Eddie Royal, Broncos
It's no surprise that Royal went from 91 receptions and 980 yards with Jay Cutler at the helm to 37 and 345 with Kyle Orton slinging him the rock. Royal even managed to finish 2009-10 with a goose egg in the touchdown department. Now, with the quarterback situation even more unsettled and Brandon Marshall jettisoned to Miami, Royal must be the man. While this might seem good news for fantasy owners, it also means that his speed becomes something defenses will game plan against. It will be near impossible for him to put up a season as dismal as last year, but that still doesn't mean he will have much value. Denver is simply a locale he won't be able to find himself open until he gets some offensive help.
Lee Evans, Bills
Evans is fast. Really fast. When a receiver is really fast, it typically means that he needs a quarterback that has both a laser, rocket arm and a bit of accuracy. In the case of Trent Edwards, he has the strength, but not the control. Evans is routinely overthrown, and his stats have reflected that. Prior to last season, Evans had an 80-plus yard catch in three-straight seasons, and averaged at least 15.0 yards per catch in each of his five seasons. Last year, with Terrell Owens roaming opposite, Evans' long reception was 50 yards and his average yards per catch was 13.9.

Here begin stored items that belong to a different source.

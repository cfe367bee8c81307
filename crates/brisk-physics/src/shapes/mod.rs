//! Collision shapes
//!
//! The shape set is closed: [`Shape`] is an enum over box, circle and polygon,
//! and every pairwise test dispatches on the concrete pair. Several algorithms
//! are asymmetric (circle vs box computes the MTV from the circle's side), so
//! the reversed pair runs the same routine and inverts the result.
//!
//! A shape's `position` and `bounds` are world-space and only valid after
//! [`Shape::recalculate_bounds`] has run for the current transform. Colliders
//! track when that is needed.

mod box_shape;
mod circle;
mod polygon;

pub use box_shape::BoxShape;
pub use circle::Circle;
pub use polygon::Polygon;

use brisk_core::{RectangleF, Transform2D, Vec2};

use crate::collisions;
use crate::results::{CollisionResult, RaycastHit};

/// Everything a shape needs from its collider and entity to place itself
#[derive(Debug, Clone, Copy, PartialEq)]
pub struct BoundsContext {
    pub transform: Transform2D,
    pub local_offset: Vec2,
    pub scale_and_rotate: bool,
}

#[derive(Debug, Clone, PartialEq)]
pub enum Shape {
    Box(BoxShape),
    Circle(Circle),
    Polygon(Polygon),
}

impl Shape {
    pub fn rectangle(width: f32, height: f32) -> Self {
        Self::Box(BoxShape::new(width, height))
    }

    pub fn circle(radius: f32) -> Self {
        Self::Circle(Circle::new(radius))
    }

    pub fn polygon(points: Vec<Vec2>) -> Self {
        Self::Polygon(Polygon::new(points))
    }

    /// World-space position of the shape's center
    pub fn position(&self) -> Vec2 {
        match self {
            Shape::Box(b) => b.position(),
            Shape::Circle(c) => c.position,
            Shape::Polygon(p) => p.position,
        }
    }

    /// Offset of the shape from its entity after rotation and scale
    pub fn center(&self) -> Vec2 {
        match self {
            Shape::Box(b) => b.center(),
            Shape::Circle(c) => c.center,
            Shape::Polygon(p) => p.center,
        }
    }

    pub fn bounds(&self) -> RectangleF {
        match self {
            Shape::Box(b) => b.bounds(),
            Shape::Circle(c) => c.bounds,
            Shape::Polygon(p) => p.bounds,
        }
    }

    /// Move the shape without touching its owner. Used for "what if" probes;
    /// callers restore the shape by translating back.
    pub fn translate(&mut self, delta: Vec2) {
        let (position, bounds) = match self {
            Shape::Box(b) => (b.position() + delta, b.bounds().offset(delta)),
            Shape::Circle(c) => (c.position + delta, c.bounds.offset(delta)),
            Shape::Polygon(p) => (p.position + delta, p.bounds.offset(delta)),
        };
        self.set_placement(position, bounds);
    }

    /// Place the shape at an absolute position, keeping its extent
    pub fn set_position(&mut self, position: Vec2) {
        let delta = position - self.position();
        self.translate(delta);
    }

    /// Position and bounds, for restoring a shape after a probe
    pub(crate) fn placement(&self) -> (Vec2, RectangleF) {
        (self.position(), self.bounds())
    }

    pub(crate) fn set_placement(&mut self, position: Vec2, bounds: RectangleF) {
        match self {
            Shape::Box(b) => {
                *b.position_mut() = position;
                *b.bounds_mut() = bounds;
            }
            Shape::Circle(c) => {
                c.position = position;
                c.bounds = bounds;
            }
            Shape::Polygon(p) => {
                p.position = position;
                p.bounds = bounds;
            }
        }
    }

    pub fn recalculate_bounds(&mut self, ctx: &BoundsContext) {
        match self {
            Shape::Box(b) => b.recalculate_bounds(ctx),
            Shape::Circle(c) => c.recalculate_bounds(ctx),
            Shape::Polygon(p) => p.recalculate_bounds(ctx),
        }
    }

    /// Polygon view of box and polygon shapes
    pub fn as_polygon(&self) -> Option<&Polygon> {
        match self {
            Shape::Box(b) => Some(b.polygon()),
            Shape::Polygon(p) => Some(p),
            Shape::Circle(_) => None,
        }
    }

    pub fn is_box(&self) -> bool {
        matches!(self, Shape::Box(_))
    }

    /// Boolean overlap test. Cheaper than [`Shape::collides_with_shape`] on
    /// the axis-aligned paths and symmetric for every pair.
    pub fn overlaps(&self, other: &Shape) -> bool {
        match (self, other) {
            (Shape::Circle(a), Shape::Circle(b)) => collisions::circle_overlaps_circle(a, b),
            (Shape::Circle(c), Shape::Box(b)) | (Shape::Box(b), Shape::Circle(c)) => {
                if b.is_unrotated() {
                    collisions::rect_to_circle(&b.bounds(), c.position, c.radius)
                } else {
                    collisions::circle_to_polygon(c, b.polygon()).is_some()
                }
            }
            (Shape::Circle(c), Shape::Polygon(p)) | (Shape::Polygon(p), Shape::Circle(c)) => {
                collisions::circle_to_polygon(c, p).is_some()
            }
            (Shape::Box(a), Shape::Box(b)) if a.is_unrotated() && b.is_unrotated() => {
                a.bounds().intersects(&b.bounds())
            }
            (a, b) => match (a.as_polygon(), b.as_polygon()) {
                (Some(first), Some(second)) => collisions::polygon_to_polygon(first, second).is_some(),
                _ => false,
            },
        }
    }

    /// Narrow-phase test producing an MTV that separates `self` from `other`
    pub fn collides_with_shape(&self, other: &Shape) -> Option<CollisionResult> {
        match (self, other) {
            (Shape::Circle(a), Shape::Circle(b)) => collisions::circle_to_circle(a, b),
            (Shape::Circle(c), Shape::Box(b)) => Self::circle_to_box_shape(c, b),
            (Shape::Box(b), Shape::Circle(c)) => {
                Self::circle_to_box_shape(c, b).map(CollisionResult::inverted)
            }
            (Shape::Circle(c), Shape::Polygon(p)) => collisions::circle_to_polygon(c, p),
            (Shape::Polygon(p), Shape::Circle(c)) => {
                collisions::circle_to_polygon(c, p).map(CollisionResult::inverted)
            }
            (Shape::Box(a), Shape::Box(b)) if a.is_unrotated() && b.is_unrotated() => {
                collisions::box_to_box(a, b)
            }
            (a, b) => collisions::polygon_to_polygon(a.as_polygon()?, b.as_polygon()?),
        }
    }

    fn circle_to_box_shape(circle: &Circle, shape: &BoxShape) -> Option<CollisionResult> {
        if shape.is_unrotated() {
            collisions::circle_to_box(circle, shape)
        } else {
            collisions::circle_to_polygon(circle, shape.polygon())
        }
    }

    /// Segment cast against the shape
    pub fn collides_with_line(&self, start: Vec2, end: Vec2) -> Option<RaycastHit> {
        match self {
            Shape::Circle(c) => collisions::line_to_circle(start, end, c),
            Shape::Box(b) => collisions::line_to_polygon(start, end, b.polygon()),
            Shape::Polygon(p) => collisions::line_to_polygon(start, end, p),
        }
    }

    pub fn contains_point(&self, point: Vec2) -> bool {
        match self {
            Shape::Circle(c) => c.contains_point(point),
            Shape::Box(b) => b.contains_point(point),
            Shape::Polygon(p) => p.contains_point(point),
        }
    }

    /// Treat `point` as the first shape and report how to push it out
    pub fn point_collides_with_shape(&self, point: Vec2) -> Option<CollisionResult> {
        match self {
            Shape::Circle(c) => collisions::point_to_circle(point, c),
            Shape::Box(b) if b.is_unrotated() => collisions::point_to_box(point, b),
            Shape::Box(b) => collisions::point_to_polygon(point, b.polygon()),
            Shape::Polygon(p) => collisions::point_to_polygon(point, p),
        }
    }
}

As a deep-ball threat, Evans needs another receiver to roam the middle of the field and take some attention away from him. Unfortunately, the Bills have no such option. Opposing secondaries need look no further than shutting down Evans when coming up with schemes. As the only red zone receiving option, Evans has WR2 upside, but matching his 1,292-yard, eight-touchdown 2006-07 season seems like a longshot.
Greg Olsen, Bears
Olsen set career highs with 60 receptions, 612 yards and eight touchdowns last season, but that was with Ron Turner as offensive coordinator. Now Mike Martz has assumed control and it's no surprise that he prefers a tight end that can block. Olsen can't. While both Martz and Olsen have said the politically correct things this offseason, the Bears' signing of Brandon Manumaleuna shows just how much Martz thinks of Olsen's blocking abilities. At quick glance, owners may notice his improvement in three-straight seasons, but Olsen is in line for a serious decline in playing time this year. He's a solid red zone target, but he won't come close to the 80-reception season that many thought would occur a year ago.